William Haun, a lawyer in DC, makes the limited government case against gay marriage:

"...A society where marriage is divorced from its procreative purpose within a stable union is a society that neuters its ability to prevent predatory men from impregnating women and abandoning them and to ensure that men take responsibility for their offspring. And it denies the child an incontrovertible social benefit: a present mother and father.

In such an alternative society—where marriage is divorced from procreation—the government steps in to look after children and relationships. And why not? If same-sex advocates view government validation of relationships as the means to achieve their social legitimacy, why not also look to government to solve the social failings of relationships?

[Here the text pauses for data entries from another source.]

//! Weighted Pauli terms.

use std::fmt;

use serde::{Deserialize, Serialize};

use crate::error::{CoreError, CoreResult};
use crate::pauli::{PauliOp, PauliString};

/// A single weighted Pauli term: `coefficient · pauli`.
#[derive(Debug, Clone, PartialEq, Serialize, Deserialize)]
pub struct Term {
    /// Real coefficient.
    pub coefficient: f64,
    /// The Pauli string.
    pub pauli: PauliString,
}

impl Term {
    /// Create a new term.
    pub fn new(coefficient: f64, pauli: PauliString) -> Self {
        Self { coefficient, pauli }
    }

    /// Parse the operator string and build a term.
    pub fn parse(coefficient: f64, operator: &str) -> CoreResult<Self> {
        Ok(Self::new(coefficient, operator.parse()?))
    }

    /// Shorthand: single-qubit term.
    pub fn single(
        n_qubits: usize,
        qubit: usize,
        op: PauliOp,
        coefficient: f64,
    ) -> CoreResult<Self> {
        Ok(Self::new(coefficient, PauliString::single(n_qubits, qubit, op)?))
    }

    /// Shorthand: two-qubit coupling with the same operator on both qubits.
    pub fn pair(
        n_qubits: usize,
        q0: usize,
        q1: usize,
        op: PauliOp,
        coefficient: f64,
    ) -> CoreResult<Self> {
        Ok(Self::new(coefficient, PauliString::pair(n_qubits, q0, q1, op)?))
    }

    /// Number of qubits spanned.
    pub fn n_qubits(&self) -> usize {
        self.pauli.len()
    }

    pub(crate) fn check_finite(&self) -> CoreResult<()> {
        if self.coefficient.is_finite() {
            Ok(())
        } else {
            Err(CoreError::NonFiniteCoefficient(self.coefficient))
        }
    }
}

impl fmt::Display for Term {
    fn fmt(&self, f: &mut fmt::Formatter<'_>) -> fmt::Result {
        write!(f, "{:+.4}*{}", self.coefficient, self.pauli)
    }
}
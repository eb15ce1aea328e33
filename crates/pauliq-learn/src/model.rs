//! Pluggable online models trained from logged `(coefficients, energy)`
//! samples.

use serde::{Deserialize, Serialize};

use crate::error::{LearnError, LearnResult};

/// A model that can be updated one batch at a time.
pub trait IncrementalModel: Send {
    /// Name used in logs and error messages.
    fn name(&self) -> &str;

    /// Expected length of each feature vector.
    fn feature_dim(&self) -> usize;

    /// Update the model with a batch of samples.
    fn incremental_fit(&mut self, features: &[Vec<f64>], labels: &[f64]) -> LearnResult<()>;

    /// Predict the label of one feature vector.
    fn predict(&self, features: &[f64]) -> LearnResult<f64>;
}

/// Online linear regression by the LMS rule:
///
///   w ← w + μ (y − w·x − b) x,   b ← b + μ (y − w·x − b)
#[derive(Debug, Clone, Serialize, Deserialize)]
pub struct LeastMeanSquares {
    weights: Vec<f64>,
    bias: f64,
    learning_rate: f64,
    samples_seen: usize,
}

impl LeastMeanSquares {
    /// Zero-initialized regressor for `feature_dim` inputs.
    pub fn new(feature_dim: usize, learning_rate: f64) -> Self {
        Self {
            weights: vec![0.0; feature_dim],
            bias: 0.0,
            learning_rate,
            samples_seen: 0,
        }
    }

    /// Current weights.
    pub fn weights(&self) -> &[f64] {
        &self.weights
    }

    /// Current bias.
    pub fn bias(&self) -> f64 {
        self.bias
    }

    /// Total samples consumed.
    pub fn samples_seen(&self) -> usize {
        self.samples_seen
    }

    fn check_dim(&self, features: &[f64]) -> LearnResult<()> {
        if features.len() != self.weights.len() {
            return Err(LearnError::InvalidConfig(format!(
                "feature vector has length {}, model expects {}",
                features.len(),
                self.weights.len()
            )));
        }
        Ok(())
    }

    fn raw_predict(&self, features: &[f64]) -> f64 {
        self.bias
            + self
                .weights
                .iter()
                .zip(features)
                .map(|(w, x)| w * x)
                .sum::<f64>()
    }
}

impl IncrementalModel for LeastMeanSquares {
    fn name(&self) -> &str {
        "least-mean-squares"
    }

    fn feature_dim(&self) -> usize {
        self.weights.len()
    }

    fn incremental_fit(&mut self, features: &[Vec<f64>], labels: &[f64]) -> LearnResult<()> {
        if features.len() != labels.len() {
            return Err(LearnError::InvalidConfig(format!(
                "{} feature rows but {} labels",
                features.len(),
                labels.len()
            )));
        }
        for (x, &y) in features.iter().zip(labels) {
            self.check_dim(x)?;
            let residual = y - self.raw_predict(x);
            for (w, xi) in self.weights.iter_mut().zip(x) {
                *w += self.learning_rate * residual * xi;
            }
            self.bias += self.learning_rate * residual;
            self.samples_seen += 1;
        }
        Ok(())
    }

    fn predict(&self, features: &[f64]) -> LearnResult<f64> {
        self.check_dim(features)?;
        Ok(self.raw_predict(features))
    }
}
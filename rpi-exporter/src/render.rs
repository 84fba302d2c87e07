//! Prometheus text exposition format (version 0.0.4).

use std::collections::BTreeMap;
use std::fmt::Write;

use rpi_exporter_common::{ConstMetric, MetricDescriptor};

/// Content type of [`render_text`] output.
pub const CONTENT_TYPE: &str = "text/plain; version=0.0.4; charset=utf-8";

/// Render metrics in Prometheus exposition format.
///
/// Metric families are sorted by name; series keep their emission order.
pub fn render_text(metrics: &[ConstMetric]) -> String {
    let mut output = String::with_capacity(metrics.len() * 100);

    // Group metrics by name for TYPE/HELP comments
    let mut by_name: BTreeMap<&str, (&MetricDescriptor, Vec<&ConstMetric>)> = BTreeMap::new();
    for metric in metrics {
        let descriptor = metric.descriptor();
        by_name
            .entry(descriptor.fq_name())
            .or_insert_with(|| (descriptor, Vec::new()))
            .1
            .push(metric);
    }

    for (name, (descriptor, series)) in by_name {
        writeln!(output, "# HELP {} {}", name, escape_help(descriptor.help())).ok();
        writeln!(output, "# TYPE {} {}", name, descriptor.kind().as_str()).ok();

        for metric in series {
            writeln!(
                output,
                "{}{} {}",
                name,
                format_labels(metric),
                format_value(metric.value())
            )
            .ok();
        }
    }

    output
}

/// Escape special characters in label values.
fn escape_label_value(value: &str) -> String {
    let mut result = String::with_capacity(value.len());
    for c in value.chars() {
        match c {
            '\\' => result.push_str("\\\\"),
            '"' => result.push_str("\\\""),
            '\n' => result.push_str("\\n"),
            _ => result.push(c),
        }
    }
    result
}

/// Escape HELP text. Quotes are allowed there.
fn escape_help(help: &str) -> String {
    help.replace('\\', "\\\\").replace('\n', "\\n")
}

/// Format a floating point value for Prometheus.
pub fn format_value(value: f64) -> String {
    if value.is_nan() {
        "NaN".to_string()
    } else if value.is_infinite() {
        if value.is_sign_positive() {
            "+Inf".to_string()
        } else {
            "-Inf".to_string()
        }
    } else if value.fract() == 0.0 {
        format!("{:.0}", value)
    } else {
        format!("{}", value)
    }
}

/// Format labels for Prometheus exposition format.
fn format_labels(metric: &ConstMetric) -> String {
    let parts: Vec<String> = metric
        .labels()
        .map(|(k, v)| format!("{}=\"{}\"", k, escape_label_value(v)))
        .collect();

    if parts.is_empty() {
        return String::new();
    }

    format!("{{{}}}", parts.join(","))
}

Ultimately, the argument for same-sex marriage attempts to appeal to the personal promises we husbands and wives make to each other. But it only uses this course of reasoning because it cannot appeal to society’s reasons for establishing marriage laws in the first place. Yet when debating whether or not to license something, we cannot let our emotions determine the extent of government power. Government power that lacks a logical limiting principle—as the argument for same-sex marriage does—is inconsistent with limited government. To support limited government is to support traditional marriage." -- First Things

23 Comments

  1. Stephen
    Posted November 28, 2012 at 11:33 am | Permalink

    This organization's alliance with the extreme rightwing of the Republican party becomes more apparent every day. You might stop to consider why the Republicans lost so heavily in the last election: because most of the country hates their policies.

  2. OldKingBlog
    Posted November 28, 2012 at 12:52 pm | Permalink

    Earth to Stephen:
    All the election results show is that, given the fact that we conservatives have logic, common sense and tradition on our side, not to mention a very truthful world-view, that leftpeople like you see the world through a combination of naive idealism ("freedom and equality mean anything goes, especially in the area of sex") and just plain emotionalism ('we can be intolerant as long as we do so in the name of tolerance").
    In plainer English, YOUR side has revealed its utter incapacity for self-government (I won't even mention) your side's lack of civility), and therefore are no longer entitled to self-government. Move on to Moveon!

  3. Zack
    Posted November 28, 2012 at 8:11 pm | Permalink

    @Stephen

    The republicans do a sucky job of of conveying their message. It's easier to cozy up to the idea that the government can provide for your every want and need rather than to hear you have to earn your way through life.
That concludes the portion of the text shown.